Paytm Money, the wealth-tech arm of One97 Communications Limited (OCL), has announced a major reduction in its Margin Trading Facility (MTF) interest rates—also known as Pay Later. The new structure brings rates down to as low as 7.99% per year, a sharp drop from the previous highs of up to 14.99%. The change is clearly designed to make leveraged trading more accessible, particularly for small investors who often face steep borrowing costs.
Key Takeaways
- Up to ₹1 lakh funding: 7.99% per year
- ₹1 lakh to ₹1 crore: 9.99% per year
- Above ₹1 crore: 8.99% per year (for ultra-high-net-worth investors)
- Previous rates: As high as 14.99%
- Result: Lower borrowing costs and better affordability for smaller traders
What Margin Trading Facility (MTF) Actually Means
MTF is a SEBI-regulated feature that lets investors buy stocks for delivery by paying only part of the total cost upfront—the margin—while the broker covers the rest as a short-term loan. The idea is to use leverage: you get to invest more than your available cash would normally allow, though you do pay interest on the borrowed portion.
So, for instance, if you want to buy ₹1,00,000 worth of shares but only have ₹30,000, Paytm Money can fund the remaining ₹70,000. You hold the shares, but you’ll owe interest until you repay the borrowed amount.
Details of the Revised Structure
Under this new rate plan, Paytm Money has introduced three slabs that cater to different types of investors.
- Small investors, borrowing up to ₹1 lakh, will now enjoy the lowest rate at 7.99% annually.

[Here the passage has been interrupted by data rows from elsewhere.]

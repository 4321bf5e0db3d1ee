//! Configuration module for the menu backend.
//!
//! All configuration is loaded from environment variables with sensible defaults.

use std::env;
use std::net::SocketAddr;

pub const DEFAULT_ADMIN_USERNAME: &str = "matin";
pub const DEFAULT_ADMIN_PASSWORD: &str = "1025";

/// Deployment environment; production hides internals and restricts CORS.
#[derive(Debug, Clone, Copy, PartialEq, Eq)]
pub enum Environment {
    Development,
    Production,
}

impl Environment {
    fn parse(s: &str) -> Self {
        if s.eq_ignore_ascii_case("production") {
            Environment::Production
        } else {
            Environment::Development
        }
    }

    pub fn as_str(&self) -> &'static str {
        match self {
            Environment::Development => "development",
            Environment::Production => "production",
        }
    }
}

/// Application configuration loaded from environment variables.
#[derive(Debug, Clone)]
pub struct Config {
    /// SQLite connection string; `None` selects the in-memory store
    pub database_url: Option<String>,
    /// Admin username for Basic auth
    pub admin_username: String,
    /// Admin password for Basic auth
    pub admin_password: String,
    /// Address to bind the server to
    pub bind_addr: SocketAddr,
    /// Log level (trace, debug, info, warn, error)
    pub log_level: String,
    /// Deployment environment
    pub environment: Environment,
    /// Origins allowed to call the API in production
    pub allowed_origins: Vec<String>,
    /// Load the starter menu into an empty store
    pub seed: bool,
}

impl Config {
    /// Load configuration from environment variables.
    pub fn from_env() -> Self {
        dotenvy::dotenv().ok();

        let database_url = env::var("MENU_DATABASE_URL")
            .ok()
            .filter(|url| !url.trim().is_empty());

        let admin_username = env::var("MENU_ADMIN_USERNAME")
            .unwrap_or_else(|_| DEFAULT_ADMIN_USERNAME.to_string());

        let admin_password = env::var("MENU_ADMIN_PASSWORD")
            .unwrap_or_else(|_| DEFAULT_ADMIN_PASSWORD.to_string());

        let bind_addr = env::var("MENU_BIND_ADDR")
            .unwrap_or_else(|_| "127.0.0.1:3000".to_string())
            .parse()
            .expect("Invalid MENU_BIND_ADDR format");

        let log_level = env::var("MENU_LOG_LEVEL").unwrap_or_else(|_| "info".to_string());

        let environment = Environment::parse(
            &env::var("MENU_ENV").unwrap_or_else(|_| "development".to_string()),
        );

        let allowed_origins = env::var("MENU_ALLOWED_ORIGINS")
            .map(|raw| parse_list(&raw))
            .unwrap_or_default();

        let seed = env::var("MENU_SEED")
            .map(|raw| !matches!(raw.trim().to_ascii_lowercase().as_str(), "0" | "false" | "no" | "off"))
            .unwrap_or(true);

        Self {
            database_url,
            admin_username,
            admin_password,
            bind_addr,
            log_level,
            environment,
            allowed_origins,
            seed,
        }
    }

    pub fn is_production(&self) -> bool {
        self.environment == Environment::Production
    }

    /// Whether the admin account still uses the built-in defaults.
    pub fn uses_default_credentials(&self) -> bool {
        self.admin_username == DEFAULT_ADMIN_USERNAME && self.admin_password == DEFAULT_ADMIN_PASSWORD
    }
}

fn parse_list(raw: &str) -> Vec<String> {
    raw.split(',')
        .map(str::trim)
        .filter(|s| !s.is_empty())
        .map(str::to_string)
        .collect()
}

#[cfg(test)]
mod tests {
    use super::*;

    #[test]
    fn test_default_config() {
        // Clear any existing env vars
        env::remove_var("MENU_DATABASE_URL");
        env::remove_var("MENU_ADMIN_USERNAME");
        env::remove_var("MENU_ADMIN_PASSWORD");
        env::remove_var("MENU_BIND_ADDR");
        env::remove_var("MENU_LOG_LEVEL");
        env::remove_var("MENU_ENV");
        env::remove_var("MENU_ALLOWED_ORIGINS");
        env::remove_var("MENU_SEED");

        let config = Config::from_env();

        assert!(config.database_url.is_none());
        assert_eq!(config.admin_username, "matin");
        assert_eq!(config.admin_password, "1025");
        assert!(config.uses_default_credentials());
        assert_eq!(config.bind_addr.to_string(), "127.0.0.1:3000");
        assert_eq!(config.log_level, "info");
        assert_eq!(config.environment, Environment::Development);
        assert!(config.allowed_origins.is_empty());
        assert!(config.seed);
    }

    #[test]
    fn test_parse_list() {
        assert_eq!(
            parse_list(" https://a.example , ,https://b.example"),
            vec!["https://a.example", "https://b.example"]
        );
    }

    #[test]
    fn test_environment_parse() {
        assert_eq!(Environment::parse("PRODUCTION"), Environment::Production);
        assert_eq!(Environment::parse("staging"), Environment::Development);
    }
}
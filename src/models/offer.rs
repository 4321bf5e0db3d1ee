//! Special offer banner model.

use serde::{Deserialize, Serialize};

/// Banner text shown above the menu.
pub const DEFAULT_SPECIAL_OFFER: &str = "قهوه کلد برو با طعم کارامل - ۲۰٪ تخفیف";

/// The current special offer and when it was last set.
#[derive(Debug, Clone, Serialize, Deserialize, PartialEq)]
#[serde(rename_all = "camelCase")]
pub struct SpecialOffer {
    pub offer: String,
    pub updated_at: String,
}

/// Request body for replacing the special offer.
#[derive(Debug, Clone, Default, Deserialize)]
pub struct UpdateOfferRequest {
    #[serde(default)]
    pub offer: Option<String>,
}
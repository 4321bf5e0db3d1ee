//! Error handling module for the menu backend.
//!
//! Provides centralized error types with mapping to HTTP status codes and the
//! `{ success: false, ... }` response envelope.

use axum::{
    http::StatusCode,
    response::{IntoResponse, Response},
    Json,
};
use serde::{Deserialize, Serialize};
use std::backtrace::Backtrace;

/// Error codes as constants to avoid stringly-typed errors.
pub mod codes {
    pub const UNAUTHORIZED: &str = "UNAUTHORIZED";
    pub const NOT_FOUND: &str = "NOT_FOUND";
    pub const VALIDATION_ERROR: &str = "VALIDATION_ERROR";
    pub const INTERNAL_ERROR: &str = "INTERNAL_ERROR";
    pub const DATABASE_ERROR: &str = "DATABASE_ERROR";
    pub const BAD_REQUEST: &str = "BAD_REQUEST";
}

/// Generic message used when internal details must not leak.
pub const GENERIC_INTERNAL_MESSAGE: &str = "Internal server error";

/// Application error type.
#[derive(Debug, Clone, PartialEq)]
pub enum AppError {
    /// Authentication required or rejected
    Unauthorized(String),
    /// Resource not found
    NotFound(String),
    /// One or more field constraints were violated
    Validation(Vec<String>),
    /// Malformed or out-of-range request parameter
    BadRequest(String),
    /// Database error
    Database(String),
    /// Internal server error
    Internal(String),
}

impl AppError {
    /// Shorthand for a validation failure with a single message.
    pub fn invalid(message: impl Into<String>) -> Self {
        AppError::Validation(vec![message.into()])
    }

    /// Get the HTTP status code for this error.
    pub fn status_code(&self) -> StatusCode {
        match self {
            AppError::Unauthorized(_) => StatusCode::UNAUTHORIZED,
            AppError::NotFound(_) => StatusCode::NOT_FOUND,
            AppError::Validation(_) => StatusCode::BAD_REQUEST,
            AppError::BadRequest(_) => StatusCode::BAD_REQUEST,
            AppError::Database(_) => StatusCode::INTERNAL_SERVER_ERROR,
            AppError::Internal(_) => StatusCode::INTERNAL_SERVER_ERROR,
        }
    }

    /// Get the error code for this error.
    pub fn error_code(&self) -> &'static str {
        match self {
            AppError::Unauthorized(_) => codes::UNAUTHORIZED,
            AppError::NotFound(_) => codes::NOT_FOUND,
            AppError::Validation(_) => codes::VALIDATION_ERROR,
            AppError::BadRequest(_) => codes::BAD_REQUEST,
            AppError::Database(_) => codes::DATABASE_ERROR,
            AppError::Internal(_) => codes::INTERNAL_ERROR,
        }
    }

    /// Get the error message.
    pub fn message(&self) -> String {
        match self {
            AppError::Unauthorized(msg) => msg.clone(),
            AppError::NotFound(msg) => msg.clone(),
            AppError::Validation(errors) if errors.len() == 1 => errors[0].clone(),
            AppError::Validation(_) => "Validation failed".to_string(),
            AppError::BadRequest(msg) => msg.clone(),
            AppError::Database(msg) => msg.clone(),
            AppError::Internal(msg) => msg.clone(),
        }
    }

    fn is_internal(&self) -> bool {
        matches!(self, AppError::Database(_) | AppError::Internal(_))
    }
}

impl std::fmt::Display for AppError {
    fn fmt(&self, f: &mut std::fmt::Formatter<'_>) -> std::fmt::Result {
        write!(f, "{}: {}", self.error_code(), self.message())
    }
}

impl std::error::Error for AppError {}

impl From<sqlx::Error> for AppError {
    fn from(err: sqlx::Error) -> Self {
        // CHECK constraint failures are schema violations, not outages.
        if let sqlx::Error::Database(db_err) = &err {
            if db_err.message().contains("CHECK constraint failed") {
                tracing::warn!("Schema violation: {}", db_err.message());
                return AppError::invalid(format!("Invalid menu item: {}", db_err.message()));
            }
        }
        tracing::error!("Database error: {:?}", err);
        AppError::Database(format!("Database error: {}", err))
    }
}

impl From<serde_json::Error> for AppError {
    fn from(err: serde_json::Error) -> Self {
        tracing::error!("JSON error: {:?}", err);
        AppError::Internal(format!("JSON error: {}", err))
    }
}

/// Error response envelope.
#[derive(Debug, Serialize, Deserialize)]
pub struct ErrorResponse {
    pub success: bool,
    pub code: String,
    pub message: String,
    #[serde(skip_serializing_if = "Option::is_none")]
    pub errors: Option<Vec<String>>,
    /// Debug form and backtrace of a 5xx error, outside production only.
    #[serde(skip_serializing_if = "Option::is_none")]
    pub stack: Option<String>,
}

impl ErrorResponse {
    /// Build the envelope, hiding internal details when `expose_internal` is false.
    pub fn new(error: &AppError, expose_internal: bool) -> Self {
        let message = if error.is_internal() && !expose_internal {
            GENERIC_INTERNAL_MESSAGE.to_string()
        } else {
            error.message()
        };

        let errors = match error {
            AppError::Validation(errors) => Some(errors.clone()),
            _ => None,
        };

        let stack = (error.is_internal() && expose_internal)
            .then(|| format!("{:?}\n{}", error, Backtrace::force_capture()));

        Self {
            success: false,
            code: error.error_code().to_string(),
            message,
            errors,
            stack,
        }
    }
}

/// Wrapper type for errors that know whether internal details may be shown.
pub struct ApiError {
    pub error: AppError,
    pub expose_internal: bool,
}

impl ApiError {
    pub fn new(error: AppError, expose_internal: bool) -> Self {
        Self {
            error,
            expose_internal,
        }
    }
}

impl IntoResponse for ApiError {
    fn into_response(self) -> Response {
        let status = self.error.status_code();
        if status.is_server_error() {
            tracing::error!("Request failed: {}", self.error);
        }
        let body = ErrorResponse::new(&self.error, self.expose_internal);
        (status, Json(body)).into_response()
    }
}

#[cfg(test)]
mod tests {
    use super::*;

    #[test]
    fn test_validation_envelope_lists_every_error() {
        let err = AppError::Validation(vec!["a".to_string(), "b".to_string()]);
        let body = ErrorResponse::new(&err, false);

        assert_eq!(err.status_code(), StatusCode::BAD_REQUEST);
        assert_eq!(body.code, codes::VALIDATION_ERROR);
        assert_eq!(body.message, "Validation failed");
        assert_eq!(body.errors, Some(vec!["a".to_string(), "b".to_string()]));
    }

    #[test]
    fn test_internal_message_hidden_in_production() {
        let err = AppError::Database("disk I/O error".to_string());

        let hidden = ErrorResponse::new(&err, false);
        assert_eq!(hidden.message, GENERIC_INTERNAL_MESSAGE);
        assert!(hidden.stack.is_none());

        let shown = ErrorResponse::new(&err, true);
        assert_eq!(shown.message, "disk I/O error");
    }

    #[test]
    fn test_stack_attached_only_when_exposed() {
        let err = AppError::Internal("boom".to_string());

        let shown = serde_json::to_value(ErrorResponse::new(&err, true)).unwrap();
        let stack = shown["stack"].as_str().unwrap();
        assert!(stack.starts_with("Internal(\"boom\")"));

        let hidden = serde_json::to_value(ErrorResponse::new(&err, false)).unwrap();
        assert!(hidden.get("stack").is_none());
        assert_eq!(hidden["message"], GENERIC_INTERNAL_MESSAGE);
    }

    #[test]
    fn test_client_errors_carry_no_stack() {
        let err = AppError::BadRequest("bad".to_string());
        assert!(ErrorResponse::new(&err, true).stack.is_none());
    }

    #[test]
    fn test_not_found_is_never_hidden() {
        let err = AppError::NotFound("Menu item x not found".to_string());
        let body = ErrorResponse::new(&err, false);

        assert_eq!(err.status_code(), StatusCode::NOT_FOUND);
        assert_eq!(body.message, "Menu item x not found");
        assert!(body.errors.is_none());
    }
}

- Most investors, typically borrowing between ₹1 lakh and ₹1 crore, will pay 9.99%, a notable reduction from the earlier 14.99% applicable to certain brackets.
- High-net-worth investors (HNIs), borrowing over ₹1 crore, can now access a special 8.99% rate, aimed at encouraging larger trades and portfolio diversification.
The company says this structure cuts borrowing costs by over one-third for many users. To visualize this, borrowing ₹1,00,000 for a year at 7.99% interest means paying just ₹7,990 in annual interest. Compared to the previous rates—and even against competitors charging 10.5% to 18%—this is a significant saving.
Why This Matters
For active traders, even a small reduction in funding cost can make a visible difference in overall returns. Paytm Money claims the new 7.99% rate is roughly 45% lower than the prevalent industry average, allowing investors to retain more profit from every trade.
A company spokesperson noted that the rate cut, alongside features like fast order pads and MTF calculators, is part of Paytm Money’s effort to make trading “simpler, clearer, and more cost-effective.” The emphasis, they added, is on empowering users to make better decisions and maximize their take-home gains.
Bigger Picture
In a market where competition among online brokers is heating up, this move by Paytm Money feels strategic. By lowering MTF rates, the company isn’t just undercutting rivals—it’s appealing to both casual traders and serious investors who might otherwise be wary of leverage due to high interest charges.
Perhaps the real takeaway is that the cost of participating in the stock market—especially for smaller investors—is slowly becoming less intimidating. And while margin trading still carries risk, cheaper borrowing rates can make it a more manageable tool in the hands of informed traders.
Related FAQs
What is Margin Trading Facility (MTF)?
It’s a loan facility from a broker that allows you to buy stocks by paying only a fraction of the total price. The broker funds the rest, and you pay interest on that borrowed amount. It’s mainly used for delivery trades, meaning you hold the shares beyond the same trading day.
What are Paytm Money’s new MTF rates?
- 7.99% per year for funding up to ₹1 lakh
- 9.99% per year for funding between ₹1 lakh and ₹1 crore
- 8.99% per year for funding above ₹1 crore
How much did Paytm Money charge earlier?
Earlier, MTF rates were higher, peaking at 14.99% per year for certain funding brackets like ₹1 lakh to ₹25 lakh.
How does the 7.99% rate compare to other brokers?
It’s quite competitive. Paytm Money says this is about 45% lower than industry averages, where most brokers typically charge between 10.5% and 18% per year.
Who qualifies for the 8.99% rate?
That rate is reserved for ultra-high-net-worth investors—clients borrowing over ₹1 crore through the MTF facility.